NBO Supplementation with an FiO2 50% for a Duration of 6 h

The optimal duration for administration of NBO in AIS remains to be determined. Although NBO was administrated from ischemia to reperfusion, a recent rat study demonstrated that an 8-h NBO treatment exhibited an optimal neuroprotective effect as compared to a 2- or 4-h duration of treatment [35]. However, long term NBO (60 h) was found to be harmful in the brains of guinea pigs [36]. Previous clinical trials have utilized a range of NBO supplementation of 8 to 24 h duration and 27–60% FiO2 in AIS patients, albeit without vessel recanalization; 100% FiO2 NBO has been reported rarely in clinical trial [21]. In one clinical registry study (ClinicalTrials.gov Identifier: NCT00414726) on NBO therapy in AIS, 30–45 ml/min flow of oxygen supplementation via facemask was used as compared to 15 ml/min in our study [32]. Although the blinded external medical monitor did not adjudicate any deaths as “definitely” or “probably” related to therapy, the study was unsuccessfully terminated in 2009. The safety of excessive oxygen supplement in AIS patients remained unclear. Because the present study was the first to administer NBO in AIS patients after vessel recanalization with mechanical thrombectomy, moderate administration with a duration of 6 h and 50% FiO2 NBO by Venturi mask was chosen as the primary oxygenation strategy for safety and feasibility purpose. Although this provided positive results, the optimal duration and oxygen concentration remains to be determined to maximize outcomes in future studies. It is important to note that the timing, duration, and volume of NBO administration in conjunction with the degree of vessel recanalization, together play a role in neuroprotection for stroke caused by LVO.

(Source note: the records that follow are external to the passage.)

use chacha20poly1305::aead::{Aead, KeyInit, Payload};
use chacha20poly1305::{ChaCha20Poly1305 as ChaChaImpl, Nonce as ChaChaNonce};

use super::{CryptoError, lengths};

/// 12-byte ChaCha20-Poly1305 nonce: 4 zero bytes || 8-byte little-endian counter.
#[derive(Clone, Copy)]
pub struct Nonce([u8; 12]);

impl Nonce {
    pub fn from_bytes(bytes: &[u8]) -> Result<Self, CryptoError> {
        if bytes.len() != lengths::CHACHA_NONCE {
            return Err(CryptoError::InvalidKeyLength {
                expected: lengths::CHACHA_NONCE,
                actual: bytes.len(),
            });
        }
        let mut arr = [0u8; 12];
        arr.copy_from_slice(bytes);
        Ok(Self(arr))
    }

    /// Build the record-layer nonce for frame `counter`.
    pub fn from_counter(counter: u64) -> Self {
        let mut arr = [0u8; 12];
        arr[4..12].copy_from_slice(&counter.to_le_bytes());
        Self(arr)
    }

    /// Build a fixed pairing-message nonce such as `"PS-Msg05"`: the literal
    /// is right-aligned into the low 8 bytes, the high 4 bytes stay zero.
    pub fn from_label(label: &[u8; 8]) -> Self {
        let mut arr = [0u8; 12];
        arr[4..12].copy_from_slice(label);
        Self(arr)
    }

    pub fn as_bytes(&self) -> &[u8; 12] {
        &self.0
    }
}

/// ChaCha20-Poly1305 AEAD cipher over a single 32-byte key.
pub struct ChaCha20Poly1305Cipher {
    cipher: ChaChaImpl,
}

impl ChaCha20Poly1305Cipher {
    pub fn new(key: &[u8]) -> Result<Self, CryptoError> {
        if key.len() != lengths::CHACHA_KEY {
            return Err(CryptoError::InvalidKeyLength {
                expected: lengths::CHACHA_KEY,
                actual: key.len(),
            });
        }

        let cipher = ChaChaImpl::new_from_slice(key).map_err(|_| CryptoError::InvalidKeyLength {
            expected: lengths::CHACHA_KEY,
            actual: key.len(),
        })?;

        Ok(Self { cipher })
    }

    /// Encrypt, returning ciphertext with the 16-byte tag appended.
    pub fn encrypt(&self, nonce: &Nonce, plaintext: &[u8]) -> Result<Vec<u8>, CryptoError> {
        self.cipher
            .encrypt(ChaChaNonce::from_slice(&nonce.0), plaintext)
            .map_err(|_| CryptoError::MacMismatch)
    }

    pub fn encrypt_with_aad(&self, nonce: &Nonce, aad: &[u8], plaintext: &[u8]) -> Result<Vec<u8>, CryptoError> {
        self.cipher
            .encrypt(ChaChaNonce::from_slice(&nonce.0), Payload { msg: plaintext, aad })
            .map_err(|_| CryptoError::MacMismatch)
    }

    /// Decrypt and verify. Input is ciphertext with the 16-byte tag appended.
    pub fn decrypt(&self, nonce: &Nonce, ciphertext: &[u8]) -> Result<Vec<u8>, CryptoError> {
        self.cipher
            .decrypt(ChaChaNonce::from_slice(&nonce.0), ciphertext)
            .map_err(|_| CryptoError::MacMismatch)
    }

    pub fn decrypt_with_aad(&self, nonce: &Nonce, aad: &[u8], ciphertext: &[u8]) -> Result<Vec<u8>, CryptoError> {
        self.cipher
            .decrypt(ChaChaNonce::from_slice(&nonce.0), Payload { msg: ciphertext, aad })
            .map_err(|_| CryptoError::MacMismatch)
    }
}

#[cfg(test)]
mod tests {
    use super::*;

    #[test]
    fn nonce_from_counter_layout() {
        let nonce = Nonce::from_counter(0x0102_0304_0506_0708);
        let bytes = nonce.as_bytes();
        assert_eq!(bytes[0..4], [0, 0, 0, 0]);
        assert_eq!(bytes[4..12], [0x08, 0x07, 0x06, 0x05, 0x04, 0x03, 0x02, 0x01]);
    }

    #[test]
    fn nonce_from_label_layout() {
        let nonce = Nonce::from_label(b"PS-Msg05");
        assert_eq!(nonce.as_bytes()[0..4], [0, 0, 0, 0]);
        assert_eq!(&nonce.as_bytes()[4..12], b"PS-Msg05");
    }

    #[test]
    fn encrypt_decrypt_roundtrip() {
        let key = [0x11u8; 32];
        let cipher = ChaCha20Poly1305Cipher::new(&key).unwrap();
        let nonce = Nonce::from_counter(0);
        let ct = cipher.encrypt(&nonce, b"hello").unwrap();
        let pt = cipher.decrypt(&nonce, &ct).unwrap();
        assert_eq!(pt, b"hello");
    }

    #[test]
    fn tampered_tag_fails() {
        let key = [0x22u8; 32];
        let cipher = ChaCha20Poly1305Cipher::new(&key).unwrap();
        let nonce = Nonce::from_counter(0);
        let mut ct = cipher.encrypt(&nonce, b"hello").unwrap();
        let last = ct.len() - 1;
        ct[last] ^= 0x01;
        assert!(matches!(cipher.decrypt(&nonce, &ct), Err(CryptoError::MacMismatch)));
    }
}
//! Per-connection session state machine: owns the codecs and pairing
//! engines for one controller connection; the I/O itself (socket
//! reads/writes, idle timers) belongs to the caller's own accept loop.
//! Kept sans-IO, same as [`crate::http::HttpCodec`] and
//! [`crate::record::RecordLayer`], so the whole handshake can be driven
//! in tests without a real socket.

use std::sync::atomic::{AtomicU64, Ordering};

use thiserror::Error;

use crate::accessory::Accessory;
use crate::crypto::Ed25519KeyPair;
use crate::events::{events_to_json, EventDispatcher};
use crate::http::{encode_event, HttpCodec, HttpCodecError};
use crate::pairing::{PairSetupEngine, PairVerifyEngine, PairingStore, StoreBackend};
use crate::record::{RecordError, RecordLayer};
use crate::router::{self, PeerIdentity};

static NEXT_SESSION_ID: AtomicU64 = AtomicU64::new(1);

#[derive(Debug, Error)]
pub enum SessionError {
    #[error(transparent)]
    Http(#[from] HttpCodecError),

    /// The record layer rejected a frame (bad auth tag or oversized
    /// length); the connection must be closed, no retry on the same
    /// connection.
    #[error(transparent)]
    Record(#[from] RecordError),
}

/// Bytes to write back to the socket, plus side effects the server loop
/// must act on beyond this one connection.
pub struct SessionOutcome {
    pub outgoing: Vec<u8>,
    /// Peer slots (possibly other connections) whose sessions must now be
    /// closed (a RemovePairing request targeted them).
    pub close_peer_slots: Vec<usize>,
    /// The accessory lost its last admin pairing and must reset to
    /// unpaired.
    pub restart_required: bool,
}

/// One controller connection's state: transport framing plus whichever
/// pairing engine is currently active.
pub struct Session {
    id: u64,
    http: HttpCodec,
    record: Option<RecordLayer>,
    pair_setup: PairSetupEngine,
    pair_verify: PairVerifyEngine,
    peer: Option<PeerIdentity>,
}

impl Default for Session {
    fn default() -> Self {
        Self::new()
    }
}

impl Session {
    #[must_use]
    pub fn new() -> Self {
        Self {
            id: NEXT_SESSION_ID.fetch_add(1, Ordering::Relaxed),
            http: HttpCodec::new(),
            record: None,
            pair_setup: PairSetupEngine::new(),
            pair_verify: PairVerifyEngine::new(),
            peer: None,
        }
    }

    #[must_use]
    pub fn id(&self) -> u64 {
        self.id
    }

    #[must_use]
    pub fn is_encrypted(&self) -> bool {
        self.record.is_some()
    }

    #[must_use]
    pub fn peer(&self) -> Option<PeerIdentity> {
        self.peer
    }

    /// Whether this connection's own pair-setup attempt is mid-flight. A
    /// second connection attempting M1 while this one holds the attempt
    /// is rejected.
    #[must_use]
    pub fn is_pair_setup_in_progress(&self) -> bool {
        !self.pair_setup.is_idle()
    }

    /// Feed raw bytes received from the socket, decode every complete HTTP
    /// request they contain, route each one, and return the bytes to write
    /// back (already encrypted if the session has completed pair-verify).
    #[allow(clippy::too_many_arguments)]
    pub fn process_incoming<B: StoreBackend>(
        &mut self,
        raw: &[u8],
        tree: &mut Accessory,
        store: &mut PairingStore<B>,
        events: &EventDispatcher,
        accessory_id: &str,
        accessory_keys: &Ed25519KeyPair,
        setup_code: &[u8],
        other_session_pairing: bool,
    ) -> Result<SessionOutcome, SessionError> {
        let plaintext_chunks = self.demultiplex(raw)?;
        for chunk in &plaintext_chunks {
            self.http.feed(chunk);
        }

        let mut outcome = SessionOutcome { outgoing: Vec::new(), close_peer_slots: Vec::new(), restart_required: false };

        while let Some(request) = self.http.decode()? {
            let result = router::route(
                &request,
                tree,
                store,
                events,
                &mut self.pair_setup,
                &mut self.pair_verify,
                accessory_id,
                accessory_keys,
                setup_code,
                self.id,
                self.is_encrypted(),
                self.peer,
                other_session_pairing,
            );

            if let Some(verified) = result.verify_complete {
                // The V4 reply itself crosses the wire plaintext; only
                // traffic *after* it is under the new keys (§4.7).
                outcome.outgoing.extend_from_slice(&result.response_bytes);
                // VerifiedSession names keys from the controller's Read/Write
                // perspective; RecordLayer's write_key is what the accessory
                // encrypts outgoing frames with, i.e. the controller's read key.
                self.record = Some(RecordLayer::new(verified.read_key, verified.write_key));
                self.peer = Some(PeerIdentity { slot: verified.peer_slot, permissions: verified.peer_permissions });
                events.register_session(self.id);
            } else {
                outcome.outgoing.extend_from_slice(&self.frame_outgoing(&result.response_bytes)?);
            }

            outcome.close_peer_slots.extend(result.close_peer_slots);
            outcome.restart_required |= result.restart_required;
        }

        Ok(outcome)
    }

    /// Split incoming socket bytes into plaintext HTTP chunks, decrypting
    /// through the record layer once it exists.
    fn demultiplex(&mut self, raw: &[u8]) -> Result<Vec<Vec<u8>>, SessionError> {
        match &mut self.record {
            Some(record) => {
                record.feed(raw);
                Ok(record.decrypt_all()?)
            }
            None => Ok(vec![raw.to_vec()]),
        }
    }

    fn frame_outgoing(&mut self, plaintext: &[u8]) -> Result<Vec<u8>, SessionError> {
        match &mut self.record {
            Some(record) => Ok(record.encrypt(plaintext)?),
            None => Ok(plaintext.to_vec()),
        }
    }

    /// Flush this session's coalesced characteristic-change queue as an
    /// `EVENT/1.0` push, if anything is pending (§3 Event, driven by the
    /// server loop's [`crate::events::NOTIFY_FLUSH_PERIOD`] timer).
    pub fn flush_events(&mut self, events: &EventDispatcher) -> Result<Option<Vec<u8>>, SessionError> {
        let Some(pending) = events.drain(self.id) else {
            return Ok(None);
        };
        let body = serde_json::to_vec(&events_to_json(&pending)).expect("JSON serialization of characteristic values never fails");
        let event_bytes = encode_event(&body);
        Ok(Some(self.frame_outgoing(&event_bytes)?))
    }

    /// Clean up on disconnect: drop this session's event queue and clear
    /// every subscription it holds across the whole tree (§4.9).
    pub fn close(&self, tree: &mut Accessory, events: &EventDispatcher) {
        for service in &mut tree.services {
            for characteristic in &mut service.characteristics {
                characteristic.unsubscribe(self.id);
            }
        }
        events.remove_session(self.id);
    }
}

#[cfg(test)]
mod tests {
    use super::*;
    use crate::accessory::{build_information_service, AccessoryIdentity, Characteristic, Format, Permissions, Service};
    use crate::crypto::{Ed25519KeyPair, X25519KeyPair, X25519PublicKey};
    use crate::pairing::{MemoryBackend, PERMISSION_ADMIN};
    use crate::tlv::{errors, TlvEncoder, TlvReader, TlvType};
    use std::sync::Arc;

    fn test_tree() -> Accessory {
        let info = build_information_service(
            &AccessoryIdentity { name: "n".into(), manufacturer: "m".into(), model: "m".into(), serial_number: "s".into(), firmware_revision: "f".into() },
            Arc::new(|| {}),
        );
        let switch = Service::new("00000049-0000-1000-8000-0026BB765291").with_characteristic(Characteristic::new(
            "00000025-0000-1000-8000-0026BB765291",
            Format::Bool,
            Permissions::PAIRED_READ | Permissions::PAIRED_WRITE | Permissions::NOTIFY,
        ));
        Accessory::new(vec![info, switch])
    }

    fn http_request_bytes(method: &str, path: &str, content_type: &str, body: &[u8]) -> Vec<u8> {
        let mut out = format!("{method} {path} HTTP/1.1\r\nContent-Type: {content_type}\r\nContent-Length: {}\r\n\r\n", body.len()).into_bytes();
        out.extend_from_slice(body);
        out
    }

    #[test]
    fn unencrypted_get_accessories_before_pairing_is_rejected() {
        let mut session = Session::new();
        let mut tree = test_tree();
        let mut store = PairingStore::open(MemoryBackend::default()).unwrap();
        let events = EventDispatcher::new();
        let accessory_id = store.accessory_id().unwrap();
        let accessory_keys = store.accessory_keypair().unwrap();

        let request = b"GET /accessories HTTP/1.1\r\n\r\n".to_vec();
        let outcome = session.process_incoming(&request, &mut tree, &mut store, &events, &accessory_id, &accessory_keys, b"123-45-678", false).unwrap();

        let text = String::from_utf8_lossy(&outcome.outgoing);
        assert!(text.starts_with("HTTP/1.1 400"));
    }

    #[test]
    fn pair_setup_m1_rejects_busy_from_a_concurrent_session() {
        let mut session = Session::new();
        let mut tree = test_tree();
        let mut store = PairingStore::open(MemoryBackend::default()).unwrap();
        let events = EventDispatcher::new();
        let accessory_id = store.accessory_id().unwrap();
        let accessory_keys = store.accessory_keypair().unwrap();

        let m1 = TlvEncoder::new().add_state(1).build();
        let request = http_request_bytes("POST", "/pair-setup", "application/pairing+tlv8", &m1);
        let outcome = session.process_incoming(&request, &mut tree, &mut store, &events, &accessory_id, &accessory_keys, b"123-45-678", true).unwrap();

        let body_start = outcome.outgoing.windows(4).position(|w| w == b"\r\n\r\n").unwrap() + 4;
        let reply = TlvReader::decode(&outcome.outgoing[body_start..]).unwrap();
        assert_eq!(reply.get_error(), Some(errors::BUSY));
    }

    #[test]
    fn full_verify_handshake_switches_session_to_encrypted() {
        let mut session = Session::new();
        let mut tree = test_tree();
        let mut store = PairingStore::open(MemoryBackend::default()).unwrap();
        let events = EventDispatcher::new();
        let accessory_id = store.accessory_id().unwrap();
        let accessory_keys = store.accessory_keypair().unwrap();

        let controller_keys = Ed25519KeyPair::generate();
        let controller_id = "AA:BB:CC:DD:EE:FF:00:11:22:33:44:55:66:77:88:99-0000-0000-0000-0000-0000-0000-0000-0000";
        store.add(controller_id, *controller_keys.public_key().as_bytes(), PERMISSION_ADMIN).unwrap();

        let ephemeral = X25519KeyPair::generate();
        let v1 = TlvEncoder::new().add_state(1).add(TlvType::PublicKey, ephemeral.public_key().as_bytes()).build();
        let request = http_request_bytes("POST", "/pair-verify", "application/pairing+tlv8", &v1);
        let outcome = session.process_incoming(&request, &mut tree, &mut store, &events, &accessory_id, &accessory_keys, b"123-45-678", false).unwrap();
        assert!(!session.is_encrypted());

        let body_start = outcome.outgoing.windows(4).position(|w| w == b"\r\n\r\n").unwrap() + 4;
        let v2 = TlvReader::decode(&outcome.outgoing[body_start..]).unwrap();
        let accessory_ephemeral_public = X25519PublicKey::from_bytes(v2.get_required(TlvType::PublicKey).unwrap()).unwrap();
        let encrypted = v2.get_required(TlvType::EncryptedData).unwrap();

        let shared = ephemeral.diffie_hellman(&accessory_ephemeral_public).unwrap();
        let session_key = crate::crypto::derive_key_32(shared.as_bytes(), "Pair-Verify-Encrypt-Salt", "Pair-Verify-Encrypt-Info\u{1}").unwrap();
        let cipher = crate::crypto::ChaCha20Poly1305Cipher::new(&session_key).unwrap();
        let plaintext = cipher.decrypt(&crate::crypto::Nonce::from_label(b"PV-Msg02"), encrypted).unwrap();
        let inner = TlvReader::decode(&plaintext).unwrap();
        let accessory_sig = crate::crypto::Ed25519Signature::from_bytes(inner.get_required(TlvType::Signature).unwrap()).unwrap();
        let mut verify_data = Vec::new();
        verify_data.extend_from_slice(accessory_ephemeral_public.as_bytes());
        verify_data.extend_from_slice(accessory_id.as_bytes());
        verify_data.extend_from_slice(ephemeral.public_key().as_bytes());
        accessory_keys.public_key().verify(&verify_data, &accessory_sig).unwrap();

        let mut my_sign = Vec::new();
        my_sign.extend_from_slice(ephemeral.public_key().as_bytes());
        my_sign.extend_from_slice(controller_id.as_bytes());
        my_sign.extend_from_slice(accessory_ephemeral_public.as_bytes());
        let my_sig = controller_keys.sign(&my_sign);
        let my_inner = TlvEncoder::new().add(TlvType::Identifier, controller_id.as_bytes()).add(TlvType::Signature, &my_sig.to_bytes()).build();
        let my_encrypted = cipher.encrypt(&crate::crypto::Nonce::from_label(b"PV-Msg03"), &my_inner).unwrap();
        let v3 = TlvEncoder::new().add_state(3).add(TlvType::EncryptedData, &my_encrypted).build();

        let request = http_request_bytes("POST", "/pair-verify", "application/pairing+tlv8", &v3);
        let outcome = session.process_incoming(&request, &mut tree, &mut store, &events, &accessory_id, &accessory_keys, b"123-45-678", false).unwrap();

        assert!(session.is_encrypted());
        assert!(String::from_utf8_lossy(&outcome.outgoing).starts_with("HTTP/1.1 200"));
        assert_eq!(session.peer().unwrap().permissions, PERMISSION_ADMIN);
    }
}
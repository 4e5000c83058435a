//! Builds the mandatory `AccessoryInformation` service (§3 invariant:
//! "exactly one Service of type AccessoryInformation ... Name,
//! Manufacturer, Model, SerialNumber, FirmwareRevision, Identify").

use std::sync::Arc;

use super::characteristic::{Characteristic, Format, Permissions};
use super::service::Service;
use super::uuid::{characteristics, services};
use super::value::CharacteristicValue;

/// Static identity fields the `AccessoryInformation` service publishes.
#[derive(Debug, Clone)]
pub struct AccessoryIdentity {
    pub name: String,
    pub manufacturer: String,
    pub model: String,
    pub serial_number: String,
    pub firmware_revision: String,
}

/// Build the `AccessoryInformation` service. `on_identify` is invoked when
/// a controller writes the `Identify` characteristic (or POSTs
/// `/identify` before pairing); it never blocks the router.
pub fn build(identity: &AccessoryIdentity, on_identify: Arc<dyn Fn() + Send + Sync>) -> Service {
    Service::new(services::ACCESSORY_INFORMATION)
        .primary()
        .with_characteristic(
            Characteristic::new(characteristics::NAME, Format::String, Permissions::PAIRED_READ)
                .with_value(CharacteristicValue::String(identity.name.clone())),
        )
        .with_characteristic(
            Characteristic::new(characteristics::MANUFACTURER, Format::String, Permissions::PAIRED_READ)
                .with_value(CharacteristicValue::String(identity.manufacturer.clone())),
        )
        .with_characteristic(
            Characteristic::new(characteristics::MODEL, Format::String, Permissions::PAIRED_READ)
                .with_value(CharacteristicValue::String(identity.model.clone())),
        )
        .with_characteristic(
            Characteristic::new(characteristics::SERIAL_NUMBER, Format::String, Permissions::PAIRED_READ)
                .with_value(CharacteristicValue::String(identity.serial_number.clone())),
        )
        .with_characteristic(
            Characteristic::new(characteristics::FIRMWARE_REVISION, Format::String, Permissions::PAIRED_READ)
                .with_value(CharacteristicValue::String(identity.firmware_revision.clone())),
        )
        .with_characteristic(
            Characteristic::new(characteristics::IDENTIFY, Format::Bool, Permissions::PAIRED_WRITE)
                .with_value(CharacteristicValue::Bool(false))
                .with_write_hook(Arc::new(move |_| on_identify())),
        )
}
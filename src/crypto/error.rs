use thiserror::Error;

/// Cryptographic operation errors.
#[derive(Debug, Error)]
pub enum CryptoError {
    #[error("invalid key length: expected {expected}, got {actual}")]
    InvalidKeyLength { expected: usize, actual: usize },

    /// Ed25519 signature did not verify.
    #[error("signature verification failed")]
    BadSignature,

    /// Curve25519 shared secret was all-zero (low-order point).
    #[error("curve25519 output was the all-zero point")]
    BadPoint,

    /// ChaCha20-Poly1305 authentication tag did not match.
    #[error("AEAD tag mismatch")]
    MacMismatch,

    #[error("key derivation failed: {0}")]
    KeyDerivationFailed(String),

    #[error("SRP error: {0}")]
    Srp(String),
}
//! HTTP/1.1 request parsing and response construction for the HAP wire
//! format (§4.5): plain headers, buffered bodies, chunked JSON bodies, and
//! the `EVENT/1.0` pseudo-response used for notifications.

mod codec;
mod headers;
mod request;
mod response;

pub use codec::{HttpCodec, HttpCodecError, MAX_BODY_SIZE, MAX_HEADER_SIZE};
pub use headers::{content_type, names, Headers};
pub use request::{HttpRequest, Method};
pub use response::{encode_event, json_status_body, HttpResponse, ResponseBuilder, StatusCode};
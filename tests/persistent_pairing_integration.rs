//! S5: removing the last admin pairing triggers state=2 on the wire and a
//! required restart, after which the next mDNS advertisement reverts `sf`
//! to unpaired.

use std::sync::Arc;

use hap_accessory::accessory::{build_information_service, Accessory, AccessoryIdentity};
use hap_accessory::config::AccessoryConfig;
use hap_accessory::events::EventDispatcher;
use hap_accessory::pairing::{MemoryBackend, PairingStore};
use hap_accessory::session::Session;
use hap_accessory::testing::{http_request, MockController};
use hap_accessory::tlv::{methods, TlvEncoder, TlvReader, TlvType};

const CONTROLLER_ID: &str = "AA:BB:CC:DD:EE:FF:00:11:22:33:44:55:66:77:88:99-0000-0000-0000-0000-0000-0000-0000-0000";
const SETUP_CODE: &[u8] = b"123-45-678";

fn lamp_tree() -> Accessory {
    let identity = AccessoryIdentity {
        name: "Lamp".into(),
        manufacturer: "Acme".into(),
        model: "L1".into(),
        serial_number: "SN1".into(),
        firmware_revision: "1.0".into(),
    };
    Accessory::new(vec![build_information_service(&identity, Arc::new(|| {}))])
}

#[test]
fn removing_the_last_admin_restarts_and_readvertises_as_unpaired() {
    let mut setup_session = Session::new();
    let mut tree = lamp_tree();
    let mut store = PairingStore::open(MemoryBackend::default()).unwrap();
    let events = EventDispatcher::new();
    let accessory_id = store.accessory_id().unwrap();
    let accessory_keys = store.accessory_keypair().unwrap();
    let config = AccessoryConfig::builder("Lamp").build().unwrap();

    let controller = MockController::new(CONTROLLER_ID);
    controller.pair_setup(&mut setup_session, &mut tree, &mut store, &events, &accessory_id, &accessory_keys, SETUP_CODE).unwrap();
    assert_eq!(config.txt_record(&accessory_id, store.is_paired()).get("sf").unwrap(), "0");

    let mut session = Session::new();
    let mut controller_record = controller.pair_verify(&mut session, &mut tree, &mut store, &events, &accessory_id, &accessory_keys, SETUP_CODE).unwrap();

    let remove_body = TlvEncoder::new()
        .add_state(1)
        .add_u8(TlvType::Method, methods::REMOVE_PAIRING)
        .add(TlvType::Identifier, CONTROLLER_ID.as_bytes())
        .build();
    let request = controller_record.encrypt(&http_request("POST", "/pairings", "application/pairing+tlv8", &remove_body)).unwrap();
    let outcome = session.process_incoming(&request, &mut tree, &mut store, &events, &accessory_id, &accessory_keys, SETUP_CODE, false).unwrap();

    controller_record.feed(&outcome.outgoing);
    let reply_bytes = controller_record.decrypt_all().unwrap().concat();
    let body_start = reply_bytes.windows(4).position(|w| w == b"\r\n\r\n").unwrap() + 4;
    let reply = TlvReader::decode(&reply_bytes[body_start..]).unwrap();
    assert_eq!(reply.get_state().unwrap(), 2);

    assert!(outcome.restart_required);
    assert!(!store.is_paired());
    assert_eq!(config.txt_record(&accessory_id, store.is_paired()).get("sf").unwrap(), "1");
}
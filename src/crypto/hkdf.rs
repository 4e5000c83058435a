use super::CryptoError;
use hkdf::Hkdf;
use sha2::Sha512;

/// HKDF-SHA-512 (RFC 5869) key derivation, used throughout pair-setup and
/// pair-verify to turn a shared secret into purpose-specific keys.
pub struct HkdfSha512 {
    hkdf: Hkdf<Sha512>,
}

impl HkdfSha512 {
    pub fn new(salt: Option<&[u8]>, ikm: &[u8]) -> Self {
        let hkdf = Hkdf::<Sha512>::new(salt, ikm);
        Self { hkdf }
    }

    pub fn expand(&self, info: &[u8], length: usize) -> Result<Vec<u8>, CryptoError> {
        let mut okm = vec![0u8; length];
        self.hkdf
            .expand(info, &mut okm)
            .map_err(|_| CryptoError::KeyDerivationFailed("HKDF expand failed".into()))?;
        Ok(okm)
    }

    pub fn expand_fixed<const N: usize>(&self, info: &[u8]) -> Result<[u8; N], CryptoError> {
        let mut okm = [0u8; N];
        self.hkdf
            .expand(info, &mut okm)
            .map_err(|_| CryptoError::KeyDerivationFailed("HKDF expand failed".into()))?;
        Ok(okm)
    }
}

/// One-shot HKDF-SHA-512 derivation: `HKDF(ikm, salt, info, L=32)`.
pub fn derive_key_32(ikm: &[u8], salt: &str, info: &str) -> Result<[u8; 32], CryptoError> {
    HkdfSha512::new(Some(salt.as_bytes()), ikm).expand_fixed::<32>(info.as_bytes())
}

#[cfg(test)]
mod tests {
    use super::*;

    #[test]
    fn derive_key_32_is_deterministic() {
        let ikm = b"shared-secret";
        let a = derive_key_32(ikm, "Pair-Verify-Encrypt-Salt", "Pair-Verify-Encrypt-Info\u{1}").unwrap();
        let b = derive_key_32(ikm, "Pair-Verify-Encrypt-Salt", "Pair-Verify-Encrypt-Info\u{1}").unwrap();
        assert_eq!(a, b);
    }

    #[test]
    fn different_info_strings_diverge() {
        let ikm = b"shared-secret";
        let a = derive_key_32(ikm, "Control-Salt", "Control-Read-Encryption-Key\u{1}").unwrap();
        let b = derive_key_32(ikm, "Control-Salt", "Control-Write-Encryption-Key\u{1}").unwrap();
        assert_ne!(a, b);
    }
}
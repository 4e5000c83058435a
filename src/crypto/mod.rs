//! Cryptographic primitives backing pair-setup, pair-verify, and the
//! record layer: SHA-512/HKDF, Curve25519, Ed25519, ChaCha20-Poly1305, and
//! SRP-6a. Fixed algorithm set, no negotiation.

mod chacha;
mod ed25519;
mod error;
mod hkdf;
mod srp;
mod x25519;

pub use self::chacha::{ChaCha20Poly1305Cipher, Nonce};
pub use self::ed25519::{Ed25519KeyPair, Ed25519PublicKey, Ed25519Signature};
pub use self::error::CryptoError;
pub use self::hkdf::{HkdfSha512, derive_key_32};
pub use self::srp::{SrpServer, SrpSession};
pub use self::x25519::{X25519KeyPair, X25519PublicKey, X25519SharedSecret};

/// Byte lengths of the fixed-size values this crate moves around.
pub mod lengths {
    pub const ED25519_PUBLIC_KEY: usize = 32;
    pub const ED25519_SECRET_KEY: usize = 32;
    pub const ED25519_SIGNATURE: usize = 64;
    pub const X25519_PUBLIC_KEY: usize = 32;
    pub const X25519_SHARED_SECRET: usize = 32;
    pub const CHACHA_KEY: usize = 32;
    pub const CHACHA_NONCE: usize = 12;
    pub const CHACHA_TAG: usize = 16;
    /// SRP-6a 3072-bit group field width.
    pub const SRP_FIELD: usize = 384;
    /// 36-byte UTF-8 controller identifier (HAP `Identifier` TLV).
    pub const CONTROLLER_ID: usize = 36;
}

Limitations and Future Studies

Our study has several limitations. First, this trial was performed in a single center. Second, high-flow NBO was administrated only after vessel recanalization in this study and future studies may consider initiation of the high-flow NBO supplementation prior to reperfusion therapy. Third, absence of adjusted infarct volumes based on baseline data may weaken our findings on neuroprotection of NBO to some degree. To comprehensively understand the beneficial effect of NBO, baseline DWI with perfusion and collateral data, allowing for adjustment and more accurate assessment of infarct volumes will be considered in future studies (on this note, the initial ASPECTS scores were similar between groups, as was the time from symptom onset to recanalization, thus likely our DWI data is accurate to some degree). Fourth, due to the concern of arterial blood gases may complicate this simple therapy, oxygen concentration in the blood was not monitored before or during the NBO process. However, it cannot be ruled out that more patients possibly presenting with hypoxia were in the NBO arm. The data on the pulmonary post-EVT/tPA course should have been analyzed in details, in order to further determine the mechanisms underlying beneficial effect of NBO. The present study strongly suggested a therapeutic potential of NBO for AIS after endovascular recanalization. It thus warrants a multicenter study with large sample to demonstrate the generalization of this finding. It is very likely that we will further prove the beneficial effect of NBO in ischemic stroke with recanalization, especially when the limitations are considered.

Conclusion

The result suggests that high-flow NBO therapy after endovascular recanalization is safe and may be effective in improving functional outcomes and reducing mortality and infarct volumes in anterior circulation LVO stroke patients within 6 h from stroke onset. Vessel recanalization before initiation of NBO may augment the efficacy of NBO in providing neuroprotection following AIS.